Superbike, Marco Melandri

Superbike: Parla Marco Melandri “Il ritorno? Non ci ho dormito la notte”

Marco Melandri torna nel Mondiale Superbike a quasi 38 anni. "Si è riacceso il fuoco" Oggi in pista con la Ducati a Cremona. Domenica il debutto in TV su Dazn

17 luglio 2020 - 7:43

Marco Melandri oggi sul tracciato di Cremona farà conoscenza con la Ducati Panigale V4 R del team Barni che guiderà nel Mondiale Superbike fin dal prossimo round di Jerez, il 1 agosto. Un anno fa, di questi tempi, l’ex iridato della 250 aveva annunciato il ritiro dalle corse, a campionato in corso. Guidare la Yamaha satellite non gli dava stimoli, così in ottobre a Losail, in Qatar, era arrivato l’ultimo atto. Un addio in tono minore, senza il clamore che avrebbe meritato la chiusura di questo pilota di gran talento che per un certo periodo è stata l’alternativa italiana in MotoGP a Valentino Rossi.  Marco Melandri aveva davanti nuove avventure di vita: le corse in bici elettrica, il debutto al microfono di Dazn come commentatore della MotoGP. Invece…

“Si è riacceso il fuoco”

Si sono incanalate diverse cose che hanno riacceso il fuoco” spiega Marco Melandri a La Gazzetta dello Sport. “Il calendario delle bici elettriche è stato cancellato e io nel frattempo ho portato un pò di vip a girare in pista (video qui sopra, ndr), mi sono divertito un sacco.
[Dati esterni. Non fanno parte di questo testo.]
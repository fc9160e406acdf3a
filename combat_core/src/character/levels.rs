//! Skill level blocks feeding the stat pipeline
//!
//! Each combat skill carries a standard level plus an abyssal tier; the
//! effective level used by every rating formula is simply their sum. The
//! hidden +9 levels live inside the formulas themselves, not here.

use serde::{Deserialize, Serialize};

/// One skill's level pair.
#[derive(Debug, Clone, Copy, Default, PartialEq, Eq, Serialize, Deserialize)]
pub struct Level {
    #[serde(default)]
    pub standard: u32,
    #[serde(default)]
    pub abyssal: u32,
}

impl Level {
    pub fn new(standard: u32) -> Self {
        Level {
            standard,
            abyssal: 0,
        }
    }

    pub fn with_abyssal(standard: u32, abyssal: u32) -> Self {
        Level { standard, abyssal }
    }

    /// Effective level = standard + abyssal tier
    pub fn effective(&self) -> f64 {
        (self.standard + self.abyssal) as f64
    }
}

/// The full combat skill block for one character.
#[derive(Debug, Clone, Copy, Default, PartialEq, Eq, Serialize, Deserialize)]
pub struct SkillLevels {
    #[serde(default)]
    pub attack: Level,
    #[serde(default)]
    pub strength: Level,
    #[serde(default)]
    pub defence: Level,
    #[serde(default)]
    pub ranged: Level,
    #[serde(default)]
    pub magic: Level,
    #[serde(default)]
    pub hitpoints: Level,
}

impl SkillLevels {
    /// Uniform standard levels across every skill, handy for tests and demos.
    pub fn uniform(level: u32) -> Self {
        SkillLevels {
            attack: Level::new(level),
            strength: Level::new(level),
            defence: Level::new(level),
            ranged: Level::new(level),
            magic: Level::new(level),
            hitpoints: Level::new(level),
        }
    }
}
Qualche giorno fa Albergo Vergani (il suo manager, ndr) ha cominciato a girarmi dei messaggi di Marco Barnabò, il titolare del team Barni. Leon Camier non stava bene e cercavano un sostituto. Quella notte non ho dormito.” 

“Mi ero ritirato al momento giusto”

“Ho guardato il calendario, sono poche gare e tutte in Europa, che vuol dire viaggi limitati. Le piste che ci aspettano (Jerez, Portimao, Aragon, Montmelò e Magny Cours, ndr) mi piacciono tutte. Io fisicamente mi sento molto bene. Il ritiro? Il tempismo era stato perfetto, avevo smesso al momento giusto. Spesso hai paura di abbandonare una strada, perchè non sai cosa ti aspetta. Nel mio caso invece si stavano aprendo un sacco di opportunità.”

“La TV? Una bella sfida”

Marco Melandri correrà tutto il Mondiale ma non lascerà il posto di commentatore di Dazn. “Salterò solo due gare, che sono concomitanti. Sto studiando molto, mi piacerebbe spiegare alla gente il perchè e il per come. Con Niccolò Pavesi (la prima voce, ndr) abbiamo fatto delle prove. Da casa sembra tutto più lento, hai l’impressione di poter dire tutto quello che ti passa per la mente. Invece da dentro è tutto molto veloce, non hai tempo per pensare. Dovrò allenarmi, per non ripetere le stesse parole.

“Una nuova vita”

“Le moto sono state la mia vita e fino ad oggi il ritiro non mi era pesato. L’opportunità che Barni mi sta dando però mi intriga molto. E avrò anche il tempo di fare il commentatore TV.”